One of the serious concerns I have about the recent campaigns by providers of cloud technology is that it distracts enterprises from the important matters at hand. Many organizations are in the mist of migrating to the latest versions of products and out comes another one. As such they have not gotten the ROI anticipated from last year’s investment decisions and now, executives are being told they need to abandon the current capital investments in favor of moving to the cloud.
While the benefits of the cloud can be substantial, just ask any MBA what switching CAPEX to OPEX can do for the bottom line. Being distracted from the primary line of business activities while the organization migrates could and most likely will set them up for long term failure.
One of the issues I speak of is the continued erosion of line of business ownership/ stewardship of information. While the information may be a corporate asset, it’s the line of business owner that is the steward for a segment of that asset base.
Department after department I survey seems to be abdicating ownership and stewardship of the information to I.T. departments. The thought process can go; “They are the experts so let them handled it after all they’re called Information Technology” or “I don’t have time to manage all this information let the I.T. department store it someplace and get it for me when I need it, that is their job right?” or “I’ll let the I.T. group deal with it and if it’s a mess it’s their problem not mine”
This sounds rather anti-I.T. and I assure you I’m not. Some of my best friends are in I.T., the joke goes. In reality I’ve spent a significant part of my career bouncing between line of business and I.T. groups. One of my last stints in an I.T. group was as the Chief Enterprise Architect. Before the jokes come out about slide-ware, rubber meets the sky and all; I’ve several years coding and delivering enterprise products for some major vendors before being asked to take a role with a wider view. That said.
Asking I.T. departments to know and understand how to manage your information is a mistake. I separate the idea of data and information. I.T. can manage data and manage it very well and create robust code. For these people to manage your information they have to know your job, know what you know about the information and how to use it, when to use it and when it’s no longer of value. This is the reason there are so few applications any more and more utilities and tools. Word, Excel, etc. while called applications are really tools. These pieces of code don’t do anything until an Information Worker adds data, structure and process around each to accomplish a task (e.g., EXCEL does magically balance a departmental budget until a manager adds the data and rules (formula) to do so.
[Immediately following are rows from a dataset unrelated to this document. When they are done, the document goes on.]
//! Node effects: what a node does to each of its targets.

use crate::approximation::ActionApproximation;
use crate::category::StatCategory;
use crate::context::ActionContext;
use crate::damage::{modify_damage, modify_healing, receive_damage, receive_healing};
use crate::damage::{DamageContext, HealingContext};
use crate::encounter::Encounter;
use crate::error::CombatError;
use crate::status::StatusEffect;
use crate::vitals::DamageType;
use serde::{Deserialize, Serialize};
use tracing::{debug, warn};

/// An effect a node applies to its current target.
pub trait NodeEffect: Send + Sync {
    /// Apply the effect to `ctx.target()`.
    fn apply(&self, ctx: &ActionContext, encounter: &mut Encounter) -> Result<(), CombatError>;

    /// Expected result of applying the effect, without applying it.
    fn approximate(
        &self,
        ctx: &ActionContext,
        encounter: &Encounter,
    ) -> Result<ActionApproximation, CombatError>;
}

/// Extra damage from a source stat: `round(stat * multiplier)`.
#[derive(Debug, Clone, PartialEq, Serialize, Deserialize)]
pub struct StatScaling {
    pub category: StatCategory,
    pub multiplier: f64,
}

/// Deal damage of one type to the target.
///
/// # Examples
///
/// ```rust
/// use zzcombat::{DamageType, DealDamage, StatCategory};
///
/// let smite = DealDamage::new(4, DamageType::Magical)
///     .scaled_by(StatCategory::from_str("WIS"), 0.5);
/// assert_eq!(smite.scaling.len(), 1);
/// ```
#[derive(Debug, Clone, PartialEq, Serialize, Deserialize)]
pub struct DealDamage {
    pub amount: i32,
    pub damage_type: DamageType,
    #[serde(default)]
    pub scaling: Vec<StatScaling>,
}

impl DealDamage {
    pub fn new(amount: i32, damage_type: DamageType) -> Self {
        Self {
            amount,
            damage_type,
            scaling: Vec::new(),
        }
    }

    pub fn scaled_by(mut self, category: StatCategory, multiplier: f64) -> Self {
        self.scaling.push(StatScaling {
            category,
            multiplier,
        });
        self
    }

    /// Damage before the receiver's resistances.
    ///
    /// A scaling stat the source lacks contributes nothing.
    pub fn raw_damage(&self, ctx: &ActionContext, encounter: &Encounter) -> Result<i32, CombatError> {
        let source = encounter.character(ctx.source())?;
        let mut damage = self.amount;
        for scaling in &self.scaling {
            match source.stat_value(&scaling.category) {
                Ok(value) => {
                    let stat = value.to_f64().unwrap_or(0.0);
                    damage = damage.saturating_add((stat * scaling.multiplier).round() as i32);
                }
                Err(err) => {
                    warn!(source = %ctx.source(), stat = %scaling.category, error = %err, "scaling stat skipped");
                }
            }
        }
        Ok(damage)
    }

    fn context(&self, ctx: &ActionContext, encounter: &Encounter) -> Result<DamageContext, CombatError> {
        Ok(
            DamageContext::new(ctx.source().clone(), ctx.target().entity.clone())
                .with(self.damage_type, self.raw_damage(ctx, encounter)?),
        )
    }
}

impl NodeEffect for DealDamage {
    fn apply(&self, ctx: &ActionContext, encounter: &mut Encounter) -> Result<(), CombatError> {
        let damage = self.context(ctx, encounter)?;
        receive_damage(encounter, &damage)?;
        Ok(())
    }

    fn approximate(
        &self,
        ctx: &ActionContext,
        encounter: &Encounter,
    ) -> Result<ActionApproximation, CombatError> {
        let target = &ctx.target().entity;
        let receiver = encounter.character(target)?;
        let modified = modify_damage(receiver, &self.context(ctx, encounter)?)?;
        let total = modified.total();

        let mut approx = ActionApproximation::new();
        // A downed receiver has nothing left to lose.
        if total > 0 && receiver.is_alive() {
            approx.add_damage(target, total);
            if total >= receiver.vitals()?.current_health() {
                approx.add_kill_chance(target, 1.0);
            }
        }
        Ok(approx)
    }
}

/// Restore health to the target.
#[derive(Debug, Clone, PartialEq, Eq, Serialize, Deserialize)]
pub struct Heal {
    pub amount: i32,
}

impl Heal {
    pub fn new(amount: i32) -> Self {
        Self { amount }
    }

    fn context(&self, ctx: &ActionContext) -> HealingContext {
        HealingContext::new(
            ctx.source().clone(),
            ctx.target().entity.clone(),
            self.amount,
        )
    }
}

impl NodeEffect for Heal {
    fn apply(&self, ctx: &ActionContext, encounter: &mut Encounter) -> Result<(), CombatError> {
        receive_healing(encounter, &self.context(ctx))?;
        Ok(())
    }

    fn approximate(
        &self,
        ctx: &ActionContext,
        encounter: &Encounter,
    ) -> Result<ActionApproximation, CombatError> {
        let target = &ctx.target().entity;
        let capped = modify_healing(encounter.character(target)?, &self.context(ctx))?;
        let mut approx = ActionApproximation::new();
        if capped.amount > 0 {
            approx.add_healing(target, capped.amount);
        }
        Ok(approx)
    }
}

/// Put a status effect on the target.
#[derive(Debug, Clone, PartialEq)]
pub struct ApplyEffect(pub StatusEffect);

impl NodeEffect for ApplyEffect {
    fn apply(&self, ctx: &ActionContext, encounter: &mut Encounter) -> Result<(), CombatError> {
        encounter
            .character_mut(&ctx.target().entity)?
            .apply_effect(&self.0)?;
        debug!(effect = %self.0.id, source = %ctx.source(), target = %ctx.target().entity, "effect applied");
        Ok(())
    }

    fn approximate(
        &self,
        ctx: &ActionContext,
        encounter: &Encounter,
    ) -> Result<ActionApproximation, CombatError> {
        let target = &ctx.target().entity;
        let receiver = encounter.character(target)?;
        receiver.stats()?;
        let mut approx = ActionApproximation::new();
        // Re-applying only replaces the active instance.
        if !receiver.has_effect(&self.0.id) {
            approx.add_effect(target, &self.0.id, 1.0);
        }
        Ok(approx)
    }
}

#[cfg(test)]
mod tests {
    use super::*;
    use crate::character::Character;
    use crate::config::EncounterConfig;
    use crate::entity::{EntityId, Target};
    use crate::modifier::Modifier;
    use crate::registry::StatsRegistry;
    use crate::stat::Stat;
    use crate::vitals::{Resistances, Vitals};

    fn id(s: &str) -> EntityId {
        EntityId::from_str(s)
    }

    fn encounter() -> Encounter {
        let mut enc = Encounter::new(EncounterConfig::default().with_seed(5));
        let stats: StatsRegistry = [
            Stat::new(StatCategory::from_str("STR"), 7),
            Stat::new(StatCategory::armor_class(), 12),
        ]
        .into_iter()
        .collect();
        enc.add_character(
            Character::new("cleric", "Cleric")
                .with_stats(stats)
                .with_vitals(Vitals::with_health(20).unwrap())
                .with_resistances(Resistances::new()),
        )
        .unwrap();
        enc.add_character(
            Character::new("zombie", "Zombie")
                .with_stats(StatsRegistry::new())
                .with_vitals(Vitals::with_health(12).unwrap())
                .with_resistances(Resistances::new().with(DamageType::Physical, 2)),
        )
        .unwrap();
        enc.add_character(Character::new("door", "Door")).unwrap();
        enc
    }

    fn at(target: &str) -> ActionContext {
        ActionContext::new("cleric", Target::entity(target), "test")
    }

    #[test]
    fn test_scaling_rounds_and_skips_missing_stats() {
        let enc = encounter();
        let hit = DealDamage::new(3, DamageType::Physical)
            .scaled_by(StatCategory::from_str("STR"), 0.5)
            .scaled_by(StatCategory::from_str("INT"), 10.0);
        // 3 + round(3.5) = 7
        assert_eq!(hit.raw_damage(&at("zombie"), &enc).unwrap(), 7);
    }

    #[test]
    fn test_damage_approximation_uses_modified_damage() {
        let enc = encounter();
        let hit = DealDamage::new(9, DamageType::Physical);
        let approx = hit.approximate(&at("zombie"), &enc).unwrap();
        assert_eq!(approx.damage_to(&id("zombie")), 7);
        assert_eq!(approx.kill_chance_of(&id("zombie")), 0.0);

        let big = DealDamage::new(14, DamageType::Physical);
        let approx = big.approximate(&at("zombie"), &enc).unwrap();
        assert_eq!(approx.kill_chance_of(&id("zombie")), 1.0);
    }

    #[test]
    fn test_damage_to_downed_receiver_projects_nothing() {
        let mut enc = encounter();
        let big = DealDamage::new(14, DamageType::Physical);
        big.apply(&at("zombie"), &mut enc).unwrap();
        assert!(big.approximate(&at("zombie"), &enc).unwrap().is_empty());
    }

    #[test]
    fn test_damage_applies() {
        let mut enc = encounter();
        DealDamage::new(9, DamageType::Physical)
            .apply(&at("zombie"), &mut enc)
            .unwrap();
        let zombie = enc.character(&id("zombie")).unwrap();
        assert_eq!(zombie.vitals().unwrap().current_health(), 5);
    }

    #[test]
    fn test_damage_against_non_receiver_is_recoverable() {
        let enc = encounter();
        let err = DealDamage::new(9, DamageType::True)
            .approximate(&at("door"), &enc)
            .unwrap_err();
        assert!(err.is_recoverable());
    }

    #[test]
    fn test_heal_approximation_is_capped() {
        let mut enc = encounter();
        DealDamage::new(6, DamageType::True)
            .apply(&at("cleric"), &mut enc)
            .unwrap();
        let approx = Heal::new(10).approximate(&at("cleric"), &enc).unwrap();
        assert_eq!(approx.healing_to(&id("cleric")), 6);
    }

    #[test]
    fn test_apply_effect() {
        let mut enc = encounter();
        let ward = StatusEffect::new("ward").with_modifier(
            StatCategory::armor_class(),
            Modifier::flat(2, "").kind,
        );
        let effect = ApplyEffect(ward);
        let approx = effect.approximate(&at("cleric"), &enc).unwrap();
        assert_eq!(approx.effect_chance(&id("cleric"), "ward"), 1.0);

        effect.apply(&at("cleric"), &mut enc).unwrap();
        let cleric = enc.character(&id("cleric")).unwrap();
        assert!(cleric.has_effect("ward"));
        assert!(effect.approximate(&at("cleric"), &enc).unwrap().is_empty());
        assert!(effect.approximate(&at("door"), &enc).unwrap_err().is_recoverable());
    }
}
#[cfg(test)]
mod tests {
    use super::*;
    use crate::character::Character;
    use crate::config::EncounterConfig;
    use crate::registry::StatsRegistry;
    use crate::roll::{AttackRoll, RollCheck, RollRecord, SavingThrow};
    use crate::targeting::FixedTargets;
    use std::sync::atomic::{AtomicUsize, Ordering};
    use std::sync::Mutex;

    struct Forced(Outcome);

    impl RollResolver for Forced {
        fn check(&self, _: &ActionContext, _: &Encounter) -> Result<RollCheck, CombatError> {
            Ok(RollCheck::new(10, 0))
        }

        fn resolve_roll(
            &self,
            ctx: &ActionContext,
            encounter: &mut Encounter,
        ) -> Result<RollRecord, CombatError> {
            let roll = match self.0 {
                Outcome::CriticalFailure => 1,
                Outcome::Failure => 5,
                Outcome::Success => 15,
                _ => 20,
            };
            Ok(self.check(ctx, encounter)?.record(roll))
        }

        fn success_chance(&self, _: RollCheck) -> OutcomeChances {
            OutcomeChances::certain(self.0)
        }
    }

    #[derive(Default)]
    struct Recorder {
        runs: AtomicUsize,
        targets: Mutex<Vec<String>>,
    }

    impl Action for Recorder {
        fn execute(&self, ctx: &ActionContext, _: &mut Encounter) -> Result<(), CombatError> {
            self.runs.fetch_add(1, Ordering::SeqCst);
            if let Ok(mut t) = self.targets.lock() {
                t.push(ctx.target().entity.to_string());
            }
            Ok(())
        }

        fn approximate(
            &self,
            ctx: &ActionContext,
            _: &Encounter,
        ) -> Result<ActionApproximation, CombatError> {
            let mut a = ActionApproximation::new();
            a.add_damage(&ctx.target().entity, 10);
            a.add_kill_chance(&ctx.target().entity, 1.0);
            Ok(a)
        }
    }

    struct Unreachable;

    impl Action for Unreachable {
        fn execute(&self, ctx: &ActionContext, _: &mut Encounter) -> Result<(), CombatError> {
            Err(CombatError::UnknownEntity(ctx.target().entity.clone()))
        }

        fn approximate(
            &self,
            ctx: &ActionContext,
            _: &Encounter,
        ) -> Result<ActionApproximation, CombatError> {
            Err(CombatError::UnknownEntity(ctx.target().entity.clone()))
        }
    }

    fn ctx() -> ActionContext {
        ActionContext::new("a", Target::entity("b"), "test")
    }

    fn encounter() -> Encounter {
        Encounter::new(EncounterConfig::default().with_seed(1))
    }

    #[test]
    fn test_child_runs_only_on_matching_outcome() {
        let child = Arc::new(Recorder::default());
        let node = ActionNode::builder("n")
            .with_roll(Arc::new(Forced(Outcome::Failure)))
            .on_success(child.clone())
            .build();
        node.execute(&ctx(), &mut encounter()).unwrap();
        assert_eq!(child.runs.load(Ordering::SeqCst), 0);

        let child = Arc::new(Recorder::default());
        let node = ActionNode::builder("n")
            .with_roll(Arc::new(Forced(Outcome::Success)))
            .on_success(child.clone())
            .build();
        node.execute(&ctx(), &mut encounter()).unwrap();
        assert_eq!(child.runs.load(Ordering::SeqCst), 1);
    }

    #[test]
    fn test_without_roll_only_default_bucket_runs() {
        let default_child = Arc::new(Recorder::default());
        let success_child = Arc::new(Recorder::default());
        let node = ActionNode::builder("n")
            .always(default_child.clone())
            .on_success(success_child.clone())
            .build();
        node.execute(&ctx(), &mut encounter()).unwrap();
        assert_eq!(default_child.runs.load(Ordering::SeqCst), 1);
        assert_eq!(success_child.runs.load(Ordering::SeqCst), 0);

        let approx = node.approximate(&ctx(), &encounter()).unwrap();
        assert_eq!(approx.damage_to(&"b".into()), 10);
    }

    #[test]
    fn test_targets_processed_in_selector_order() {
        let child = Arc::new(Recorder::default());
        let node = ActionNode::builder("n")
            .with_targeting(Arc::new(FixedTargets(vec![
                Target::entity("z"),
                Target::entity("m"),
                Target::entity("a"),
            ])))
            .always(child.clone())
            .build();
        node.execute(&ctx(), &mut encounter()).unwrap();
        assert_eq!(*child.targets.lock().unwrap(), ["z", "m", "a"]);
    }

    #[test]
    fn test_empty_targeting_contributes_nothing() {
        let child = Arc::new(Recorder::default());
        let node = ActionNode::builder("n")
            .with_targeting(Arc::new(FixedTargets(Vec::new())))
            .always(child.clone())
            .build();
        node.execute(&ctx(), &mut encounter()).unwrap();
        assert_eq!(child.runs.load(Ordering::SeqCst), 0);
        assert!(node.approximate(&ctx(), &encounter()).unwrap().is_empty());
    }

    #[test]
    fn test_approximation_weighs_buckets() {
        let node = ActionNode::builder("n")
            .with_roll(Arc::new(SavingThrow::new(12)))
            .on_failure(Arc::new(Recorder::default()))
            .on_critical_failure(Arc::new(Recorder::default()))
            .build();
        // DC 12, no bonus: failure 10/20, critical failure 1/20.
        let approx = node.approximate(&ctx(), &encounter()).unwrap();
        assert_eq!(approx.damage_to(&"b".into()), 5);
        assert!((approx.kill_chance_of(&"b".into()) - 0.55).abs() < 1e-9);
    }

    #[test]
    fn test_recoverable_errors_skip_target() {
        let after = Arc::new(Recorder::default());
        let node = ActionNode::builder("n")
            .with_targeting(Arc::new(FixedTargets(vec![
                Target::entity("x"),
                Target::entity("y"),
            ])))
            .always(Arc::new(Unreachable))
            .build();
        let root = ActionNode::builder("root")
            .always(Arc::new(node))
            .always(after.clone())
            .build();
        root.execute(&ctx(), &mut encounter()).unwrap();
        assert_eq!(after.runs.load(Ordering::SeqCst), 1);
        assert!(root.approximate(&ctx(), &encounter()).is_ok());
    }

    #[test]
    fn test_configuration_errors_propagate() {
        let node = ActionNode::builder("n")
            .with_roll(Arc::new(AttackRoll::default()))
            .build();
        let mut enc = encounter();
        enc.add_character(Character::new("a", "A")).unwrap();
        enc.add_character(Character::new("b", "B").with_stats(StatsRegistry::new()))
            .unwrap();
        // The target has a registry but no armor class.
        let err = node.execute(&ctx(), &mut enc).unwrap_err();
        assert!(matches!(err, CombatError::MissingStat(_)));
    }
}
This true on a grander scale when you look at all the spreadsheets, word documents, etc. in an enterprise. These are encoded pieces of information that have a life within the organization. The I.T. department can create the roadways for that information to move around, rest stops to hold it, but only the line of business can tell you what its used for, why, how it’s used, and when it can be deposed of.
Our desktops have become littered with files, so have shared drives, because we’ve failed to manage our information. I.T. has created tools which enable us to create more mountains of files, John Mancini’s digital landfill or my InfoGlut. The Cloud promises more space and less futzing with technology, but enabling use to pollute yet more digital environments and at what price to the organization. The question I’m asking myself is are we solving the wrong problem or just the easy one for now?